EXERCISE: Each line below with the string "shared" should be copied.

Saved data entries
------

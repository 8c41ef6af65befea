use serde::{Deserialize, Serialize};

/// `{ "data": ... }` wrapper used by the auth, trading and wallet endpoints
#[derive(Debug, Clone, Serialize, Deserialize, PartialEq)]
pub struct ApiEnvelope<T> {
    pub data: T,
}

/// Error body returned by the backend on non-2xx responses
///
/// Different routes populate either `message` or `error`.
#[derive(Debug, Clone, Default, Serialize, Deserialize, PartialEq, Eq)]
pub struct ErrorResponse {
    #[serde(default)]
    pub message: Option<String>,
    #[serde(default)]
    pub error: Option<String>,
}

impl ErrorResponse {
    /// The most specific human-readable message carried by the body.
    pub fn into_message(self) -> Option<String> {
        [self.message, self.error]
            .into_iter()
            .flatten()
            .find(|msg| !msg.trim().is_empty())
    }
}
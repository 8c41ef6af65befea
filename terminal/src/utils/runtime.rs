//! Process-wide Tokio runtime.
//!
//! egui owns the main thread, so network tasks run on this multi-threaded
//! runtime. `main` enters it once at startup; after that `tokio::spawn` works
//! from UI callbacks.
//!
//! ```rust,ignore
//! let rt = papertrade::utils::runtime::runtime()?;
//! let _guard = rt.enter();
//! ```

use once_cell::sync::Lazy;
use tokio::runtime::{Builder, Runtime};

static TOKIO_RT: Lazy<Result<Runtime, String>> = Lazy::new(|| {
    Builder::new_multi_thread()
        .enable_all()
        .thread_name("papertrade-io")
        .build()
        .map_err(|e| format!("Failed to create Tokio runtime: {}", e))
});

/// The shared runtime, built on first use.
pub fn runtime() -> Result<&'static Runtime, String> {
    TOKIO_RT.as_ref().map_err(Clone::clone)
}
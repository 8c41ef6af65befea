//! HTTP client behaviour against an in-process axum backend.

use std::sync::Arc;

use axum::extract::State;
use axum::http::{HeaderMap, StatusCode};
use axum::response::IntoResponse;
use axum::routing::{get, post, put};
use axum::{Json, Router};
use parking_lot::Mutex;
use papertrade::core::service::ApiService;
use papertrade::services::api::client::REQUEST_ID_HEADER;
use papertrade::services::api::ApiClient;
use papertrade::AppError;
use serde_json::json;
use shared::{PlaceTradeRequest, TradeSide};

#[derive(Clone, Default)]
struct Seen {
    headers: Arc<Mutex<Vec<HeaderMap>>>,
}

async fn wallet(State(seen): State<Seen>, headers: HeaderMap) -> impl IntoResponse {
    seen.headers.lock().push(headers);
    Json(json!({
        "data": { "balance": 9500.25, "currency": "USD", "lastUpdated": "2024-06-04T10:00:00Z" }
    }))
}

async fn trades_unauthorized() -> impl IntoResponse {
    (StatusCode::UNAUTHORIZED, Json(json!({ "message": "Invalid token" })))
}

async fn place_rejected() -> impl IntoResponse {
    (StatusCode::BAD_REQUEST, "Insufficient balance")
}

async fn transactions_empty_error() -> impl IntoResponse {
    StatusCode::INTERNAL_SERVER_ERROR
}

async fn live_price_json_error() -> impl IntoResponse {
    (StatusCode::NOT_FOUND, Json(json!({ "error": "Unknown symbol" })))
}

async fn read_all() -> impl IntoResponse {
    StatusCode::NO_CONTENT
}

async fn mark_read_text() -> impl IntoResponse {
    (StatusCode::OK, "Notification marked as read")
}

async fn spawn_backend() -> (String, Seen) {
    let seen = Seen::default();
    let app = Router::new()
        .route("/api/wallet", get(wallet))
        .route("/api/user/trades", get(trades_unauthorized))
        .route("/api/trade/place", post(place_rejected))
        .route("/api/wallet/transactions", get(transactions_empty_error))
        .route("/api/trades/live-price/{symbol}", get(live_price_json_error))
        .route("/api/notifications/read-all", put(read_all))
        .route("/api/notifications/{id}/read", put(mark_read_text))
        .with_state(seen.clone());

    let listener = tokio::net::TcpListener::bind("127.0.0.1:0").await.unwrap();
    let addr = listener.local_addr().unwrap();
    tokio::spawn(async move {
        axum::serve(listener, app).await.unwrap();
    });
    (format!("http://{}/api", addr), seen)
}

#[tokio::test]
async fn unwraps_data_and_sends_auth_headers() {
    let (base, seen) = spawn_backend().await;
    let client = ApiClient::with_base_url(base);
    client.set_token(Some("jwt-123".to_string()));

    let wallet = client.get_wallet().await.unwrap();
    assert_eq!(wallet.balance, 9500.25);
    assert_eq!(wallet.currency, "USD");

    let headers = seen.headers.lock();
    let first = &headers[0];
    assert_eq!(first.get("authorization").unwrap(), "Bearer jwt-123");
    let request_id = first.get(REQUEST_ID_HEADER).unwrap().to_str().unwrap();
    assert!(uuid::Uuid::parse_str(request_id).is_ok());
}

#[tokio::test]
async fn no_authorization_header_without_token() {
    let (base, seen) = spawn_backend().await;
    let client = ApiClient::with_base_url(base);

    client.get_wallet().await.unwrap();
    assert!(seen.headers.lock()[0].get("authorization").is_none());
}

#[tokio::test]
async fn unauthorized_maps_to_dedicated_error() {
    let (base, _) = spawn_backend().await;
    let client = ApiClient::with_base_url(base);

    let err = client.get_user_trades().await.unwrap_err();
    assert!(matches!(err, AppError::Unauthorized));
    assert!(err.is_unauthorized());
}

#[tokio::test]
async fn plain_text_error_body_is_passed_through() {
    let (base, _) = spawn_backend().await;
    let client = ApiClient::with_base_url(base);

    let err = client
        .place_trade(PlaceTradeRequest {
            symbol: "BTCUSDT".to_string(),
            quantity: 1.0,
            side: TradeSide::Buy,
        })
        .await
        .unwrap_err();
    match err {
        AppError::Api(message) => assert_eq!(message, "Insufficient balance"),
        other => panic!("unexpected error: {other:?}"),
    }
}

#[tokio::test]
async fn empty_error_body_reports_status() {
    let (base, _) = spawn_backend().await;
    let client = ApiClient::with_base_url(base);

    let err = client.get_wallet_transactions().await.unwrap_err();
    match err {
        AppError::Api(message) => assert_eq!(message, "HTTP error! status: 500"),
        other => panic!("unexpected error: {other:?}"),
    }
}

#[tokio::test]
async fn json_error_field_is_extracted() {
    let (base, _) = spawn_backend().await;
    let client = ApiClient::with_base_url(base);

    let err = client.get_live_price("NOPE").await.unwrap_err();
    assert_eq!(err, AppError::Api("Unknown symbol".to_string()));
}

#[tokio::test]
async fn no_content_response_is_success() {
    let (base, _) = spawn_backend().await;
    let client = ApiClient::with_base_url(base);

    client.mark_all_notifications_read().await.unwrap();
}

#[tokio::test]
async fn unreachable_backend_is_a_network_error() {
    let client = ApiClient::with_base_url("http://127.0.0.1:9/api");
    let err = client.get_wallet().await.unwrap_err();
    assert!(!err.is_unauthorized());
    assert!(err.to_string().contains("Network error"));
}

#[tokio::test]
async fn plain_text_success_body_is_accepted() {
    let (base, _) = spawn_backend().await;
    let client = ApiClient::with_base_url(base);

    client.mark_notification_read("n1").await.unwrap();
}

------

RESULT OF THE TASK:
/// The shared runtime, built on first use.
use shared::{PlaceTradeRequest, TradeSide};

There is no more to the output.